• As Cassius pointed out on the announcements, Thanksgiving is this week in the US. I feel this is the most Epicurean of holidays with its emphasis on expressing gratitude. In celebration, I share two Vatican Sayings that emphasize this point. Have a safe and joyful holiday to our US friends and for those not in the US, don't forget to take a moment to remember and to take pleasure in the good things you've experienced.

    VS 17. It is not the young man who is most happy, but the old man who has lived beautifully; for despite being at his very peak the young man stumbles around as if he were of many minds, whereas the old man has settled into old age as if in a harbor, secure in his gratitude for the good things he was once unsure of. οὐ νέος μακαριστὸς ἀλλὰ γέρων βεβιωκὼς καλῶς· ὁ γὰρ νέος ἀκμῇ πολὺς ὑπὸ τῆς τύχης ἑτεροφρονῶν πλάζεται· ὁ δὲ γέρων καθάπερ ἐν λιμένι τῷ γήρᾳ καθώρμικεν, τὰ πρότερον δυσελπιστούμενα τῶν ἀγαθῶν ἀσφαλεῖ κατακλείσας χάριτι.
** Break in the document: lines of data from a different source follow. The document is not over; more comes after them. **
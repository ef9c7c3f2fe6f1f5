//! # Character Cursor
//!
//! Peekable character cursor for the lexer.
//! Tracks position (byte, line, column) as it advances.
//!
//! ## Example
//!
//! ```rust
//! use gsharp_parser::lexer::Cursor;
//!
//! let mut cursor = Cursor::new("point");
//! assert_eq!(cursor.peek(), Some('p'));
//! cursor.advance();
//! assert_eq!(cursor.peek(), Some('o'));
//! ```

use crate::span::Position;

// =============================================================================
// CURSOR
// =============================================================================

/// Character cursor with position tracking.
///
/// Lines and columns start at 1.
pub struct Cursor<'a> {
    /// Source text.
    source: &'a str,
    /// Current byte offset.
    byte: usize,
    /// Current line (1-based).
    line: usize,
    /// Current column (1-based).
    column: usize,
}

impl<'a> Cursor<'a> {
    /// Create a new cursor for source text.
    pub fn new(source: &'a str) -> Self {
        Self {
            source,
            byte: 0,
            line: 1,
            column: 1,
        }
    }

    /// Get current position.
    pub fn position(&self) -> Position {
        Position::new(self.byte, self.line, self.column)
    }

    /// Check if at end of file.
    pub fn is_eof(&self) -> bool {
        self.byte >= self.source.len()
    }

    /// Peek at current character without consuming it.
    pub fn peek(&self) -> Option<char> {
        self.source[self.byte..].chars().next()
    }

    /// Peek at next character (one ahead of current).
    pub fn peek_next(&self) -> Option<char> {
        let mut chars = self.source[self.byte..].chars();
        chars.next();
        chars.next()
    }

    /// Check whether the remaining input starts with `prefix`.
    pub fn starts_with(&self, prefix: &str) -> bool {
        self.source[self.byte..].starts_with(prefix)
    }

    /// Advance to next character.
    ///
    /// ## Returns
    ///
    /// Character that was consumed, or None if at EOF
    pub fn advance(&mut self) -> Option<char> {
        let c = self.peek()?;
        self.byte += c.len_utf8();

        if c == '\n' {
            self.line += 1;
            self.column = 1;
        } else {
            self.column += 1;
        }

        Some(c)
    }

    /// Advance `n` characters.
    pub fn advance_by(&mut self, n: usize) {
        for _ in 0..n {
            self.advance();
        }
    }

    /// Advance while predicate is true.
    ///
    /// ## Example
    ///
    /// ```rust
    /// use gsharp_parser::lexer::Cursor;
    ///
    /// let mut cursor = Cursor::new("abc123");
    /// cursor.advance_while(|c| c.is_alphabetic());
    /// assert_eq!(cursor.peek(), Some('1'));
    /// ```
    pub fn advance_while(&mut self, predicate: impl Fn(char) -> bool) {
        while let Some(c) = self.peek() {
            if !predicate(c) {
                break;
            }
            self.advance();
        }
    }

    /// Source text between a start position and the current one.
    pub fn slice_from(&self, start: Position) -> &'a str {
        &self.source[start.byte..self.byte]
    }
}

// =============================================================================
// TESTS
// =============================================================================

#[cfg(test)]
mod tests {
    use super::*;

    #[test]
    fn test_cursor_starts_at_line_one() {
        let cursor = Cursor::new("x");
        assert_eq!(cursor.position(), Position::start());
    }

    #[test]
    fn test_cursor_empty() {
        let cursor = Cursor::new("");
        assert!(cursor.is_eof());
        assert_eq!(cursor.peek(), None);
        assert_eq!(cursor.peek_next(), None);
    }

    #[test]
    fn test_cursor_advance() {
        let mut cursor = Cursor::new("ab");
        assert_eq!(cursor.advance(), Some('a'));
        assert_eq!(cursor.position().column, 2);
        assert_eq!(cursor.advance(), Some('b'));
        assert_eq!(cursor.advance(), None);
        assert!(cursor.is_eof());
    }

    #[test]
    fn test_cursor_newline_resets_column() {
        let mut cursor = Cursor::new("a\nb");
        cursor.advance_by(2);
        assert_eq!(cursor.position().line, 2);
        assert_eq!(cursor.position().column, 1);
    }

    #[test]
    fn test_cursor_slice_and_prefix() {
        let mut cursor = Cursor::new("draw p");
        let start = cursor.position();
        cursor.advance_while(|c| c.is_alphabetic());
        assert_eq!(cursor.slice_from(start), "draw");
        assert!(cursor.starts_with(" p"));
    }

    #[test]
    fn test_cursor_utf8() {
        let mut cursor = Cursor::new("é");
        assert_eq!(cursor.advance(), Some('é'));
        assert_eq!(cursor.position().byte, 2);
    }
}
    VS 19. He who forgets the good things he had yesterday becomes an old man today. τοῦ γεγονότος ἀμνήμων ἀγαθοῦ γέρων τήμερον γεγένηται.

  • Plutarch, Against Colotes, 17, p. 1117A: But what epithet do they deserve – with your “roars” of ecstasy and “cries of thanksgiving” and tumultuous “bursts of applause” and “reverential demonstrations,” and the whole apparatus of adoration that you people resort to in supplicating and hymning the man who summons you to sustained and frequent pleasures?

    U183 Plutarch, That Epicurus actually makes a pleasant life impossible, 15, p. 1097C: One cannot ignore the man’s absurd inconsistency: he treads under foot and belittles the actions of Themistocles and Miltiades and yet writes this to his friends about himself: “The way in which you have provided for me in the matter of sending the grain was godlike and magnificent, and you have given tokens of your regard form me that reach to high heaven.” So if someone had taken that corn ration of his bread-stuff from our philosopher’s letter, the expressions of gratitude would have conveyed the impression that it was written in thanksgiving for the freedom or deliverance of the whole Greek nation or of the Athenian state.

  • Love reading these today!

    I’d add this as a summons to be thankful for what we have:

    VS 35. One should not spoil what is present by desiring what is absent, but rather reason out that these things too [i.e., what we have] were among those we might have prayed for.